◆ **Dataset excerpts**:
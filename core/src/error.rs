//! Protocol errors
//!
//! Every terminal failure carries an [`ErrorKind`] so callers can tell a
//! misconfiguration from an outage, a trust violation, an access denial or
//! a missed quorum without string matching.

use std::collections::BTreeMap;
use std::fmt;

use cbd_conditions::ConditionError;
use cbd_pre::PreError;
use thiserror::Error;

use crate::node::NodeAddress;
use crate::retrieval::work_order::DenialReason;

/// Failure taxonomy
#[derive(Debug, Clone, Copy, PartialEq, Eq, Hash)]
pub enum ErrorKind {
    Configuration,
    Transport,
    Verification,
    Condition,
    Quorum,
    Decryption,
}

impl fmt::Display for ErrorKind {
    fn fmt(&self, f: &mut fmt::Formatter<'_>) -> fmt::Result {
        let name = match self {
            ErrorKind::Configuration => "configuration",
            ErrorKind::Transport => "transport",
            ErrorKind::Verification => "verification",
            ErrorKind::Condition => "condition",
            ErrorKind::Quorum => "quorum",
            ErrorKind::Decryption => "decryption",
        };
        f.write_str(name)
    }
}

/// Why a single node did not contribute a fragment
#[derive(Debug, Clone, PartialEq, Eq)]
pub enum NodeFailure {
    /// The node refused for good: conditions not met, unauthorized or
    /// malformed request
    Denied(DenialReason),
    /// The node could not evaluate the conditions right now
    ConditionUnavailable(String),
    Unreachable(String),
    TimedOut,
    /// The node's signature over the fragment did not check out
    InvalidSignature,
    /// Signed by the node, but not a correct reencryption of the capsule
    InvalidFragment(String),
    /// Still outstanding when the aggregate deadline hit
    DeadlineExceeded,
}

impl NodeFailure {
    /// Whether asking the same node again later could succeed
    pub fn is_transient(&self) -> bool {
        matches!(
            self,
            NodeFailure::ConditionUnavailable(_)
                | NodeFailure::Denied(DenialReason::ConditionUnavailable(_))
                | NodeFailure::Unreachable(_)
                | NodeFailure::TimedOut
                | NodeFailure::DeadlineExceeded
        )
    }
}

impl From<DenialReason> for NodeFailure {
    fn from(reason: DenialReason) -> Self {
        match reason {
            DenialReason::ConditionUnavailable(msg) => NodeFailure::ConditionUnavailable(msg),
            terminal => NodeFailure::Denied(terminal),
        }
    }
}

impl fmt::Display for NodeFailure {
    fn fmt(&self, f: &mut fmt::Formatter<'_>) -> fmt::Result {
        match self {
            NodeFailure::Denied(reason) => write!(f, "denied ({})", reason),
            NodeFailure::ConditionUnavailable(reason) => {
                write!(f, "condition unavailable ({})", reason)
            }
            NodeFailure::Unreachable(reason) => write!(f, "unreachable ({})", reason),
            NodeFailure::TimedOut => f.write_str("timed out"),
            NodeFailure::InvalidSignature => f.write_str("invalid signature"),
            NodeFailure::InvalidFragment(reason) => write!(f, "invalid fragment ({})", reason),
            NodeFailure::DeadlineExceeded => f.write_str("deadline exceeded"),
        }
    }
}

/// Per-node outcome of a retrieval that missed its quorum
#[derive(Debug, Clone, Default, PartialEq, Eq)]
pub struct QuorumBreakdown {
    pub failures: BTreeMap<NodeAddress, NodeFailure>,
}

impl QuorumBreakdown {
    pub fn record(&mut self, node: NodeAddress, failure: NodeFailure) {
        self.failures.insert(node, failure);
    }

    /// Terminal refusals
    pub fn denied(&self) -> usize {
        self.count(|f| match f {
            NodeFailure::Denied(reason) => {
                !matches!(reason, DenialReason::ConditionUnavailable(_))
            }
            _ => false,
        })
    }

    pub fn condition_unavailable(&self) -> usize {
        self.count(|f| {
            matches!(
                f,
                NodeFailure::ConditionUnavailable(_)
                    | NodeFailure::Denied(DenialReason::ConditionUnavailable(_))
            )
        })
    }

    pub fn unreachable(&self) -> usize {
        self.count(|f| matches!(f, NodeFailure::Unreachable(_)))
    }

    pub fn timed_out(&self) -> usize {
        self.count(|f| matches!(f, NodeFailure::TimedOut | NodeFailure::DeadlineExceeded))
    }

    pub fn invalid_signatures(&self) -> usize {
        self.count(|f| matches!(f, NodeFailure::InvalidSignature))
    }

    pub fn invalid_fragments(&self) -> usize {
        self.count(|f| matches!(f, NodeFailure::InvalidFragment(_)))
    }

    /// Nodes that might still answer on a later attempt
    pub fn transient(&self) -> usize {
        self.count(NodeFailure::is_transient)
    }

    /// False when every failure is a terminal denial or a bad fragment
    pub fn is_retryable(&self) -> bool {
        self.transient() > 0
    }

    fn count(&self, predicate: impl Fn(&NodeFailure) -> bool) -> usize {
        self.failures.values().filter(|f| predicate(f)).count()
    }
}

impl fmt::Display for QuorumBreakdown {
    fn fmt(&self, f: &mut fmt::Formatter<'_>) -> fmt::Result {
        write!(
            f,
            "{} denied, {} condition unavailable, {} unreachable, {} timed out, \
             {} bad signatures, {} bad fragments",
            self.denied(),
            self.condition_unavailable(),
            self.unreachable(),
            self.timed_out(),
            self.invalid_signatures(),
            self.invalid_fragments()
        )
    }
}

/// Protocol-level errors
#[derive(Debug, Error)]
pub enum CbdError {
    // Configuration
    #[error("invalid policy configuration: {0}")]
    InvalidPolicyConfiguration(String),

    #[error("invalid condition: {0}")]
    InvalidCondition(String),

    // Transport
    #[error("node discovery unavailable: {0}")]
    DiscoveryUnavailable(String),

    #[error("policy publication failed: {0}")]
    PolicyPublicationFailed(String),

    #[error("transport error: {0}")]
    Transport(String),

    // Verification
    #[error("treasure map signature invalid")]
    TreasureMapSignatureInvalid,

    #[error("treasure map rejected: {0}")]
    TreasureMapInvalid(String),

    #[error("malformed protocol data: {0}")]
    Malformed(String),

    // Condition
    #[error("access conditions not satisfied")]
    ConditionNotSatisfied,

    #[error("condition evaluation failed: {0}")]
    ConditionEvaluationError(String),

    // Quorum
    #[error("insufficient fragments: {received} of {threshold} ({breakdown})")]
    InsufficientFragments {
        threshold: usize,
        received: usize,
        breakdown: QuorumBreakdown,
    },

    #[error("not enough fragments to decrypt: {received} of {threshold}")]
    NotEnoughFragments { threshold: usize, received: usize },

    // Decryption
    #[error("decryption failed: {0}")]
    Decryption(#[from] PreError),
}

impl CbdError {
    pub fn kind(&self) -> ErrorKind {
        match self {
            CbdError::InvalidPolicyConfiguration(_) | CbdError::InvalidCondition(_) => {
                ErrorKind::Configuration
            }
            CbdError::DiscoveryUnavailable(_)
            | CbdError::PolicyPublicationFailed(_)
            | CbdError::Transport(_) => ErrorKind::Transport,
            CbdError::TreasureMapSignatureInvalid
            | CbdError::TreasureMapInvalid(_)
            | CbdError::Malformed(_) => ErrorKind::Verification,
            CbdError::ConditionNotSatisfied | CbdError::ConditionEvaluationError(_) => {
                ErrorKind::Condition
            }
            CbdError::InsufficientFragments { .. } | CbdError::NotEnoughFragments { .. } => {
                ErrorKind::Quorum
            }
            CbdError::Decryption(_) => ErrorKind::Decryption,
        }
    }

    /// Whether the caller may retry the same call later.
    ///
    /// Publication is left to the caller, who must submit a fresh
    /// transaction, so it is not retryable at this layer. A missed quorum is
    /// retryable only while the transient failures could still close the
    /// gap to the threshold.
    pub fn is_retryable(&self) -> bool {
        match self {
            CbdError::DiscoveryUnavailable(_)
            | CbdError::Transport(_)
            | CbdError::ConditionEvaluationError(_) => true,
            CbdError::InsufficientFragments {
                threshold,
                received,
                breakdown,
            } => breakdown.is_retryable() && received + breakdown.transient() >= *threshold,
            _ => false,
        }
    }
}

impl From<ConditionError> for CbdError {
    fn from(err: ConditionError) -> Self {
        match err {
            ConditionError::NotSatisfied => CbdError::ConditionNotSatisfied,
            ConditionError::Evaluation(msg) => CbdError::ConditionEvaluationError(msg),
            ConditionError::Invalid(msg) | ConditionError::Serialization(msg) => {
                CbdError::InvalidCondition(msg)
            }
            ConditionError::MissingContextVariable(name) => {
                CbdError::InvalidCondition(format!("context variable {} was not supplied", name))
            }
        }
    }
}

impl From<bincode::Error> for CbdError {
    fn from(err: bincode::Error) -> Self {
        CbdError::Malformed(err.to_string())
    }
}

pub type Result<T, E = CbdError> = std::result::Result<T, E>;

◆ **What the exercise asks**: Go over the listing above and return each line with "InvalidSignature".

◆ **Solution**:
    InvalidSignature,
            NodeFailure::InvalidSignature => f.write_str("invalid signature"),
        self.count(|f| matches!(f, NodeFailure::InvalidSignature))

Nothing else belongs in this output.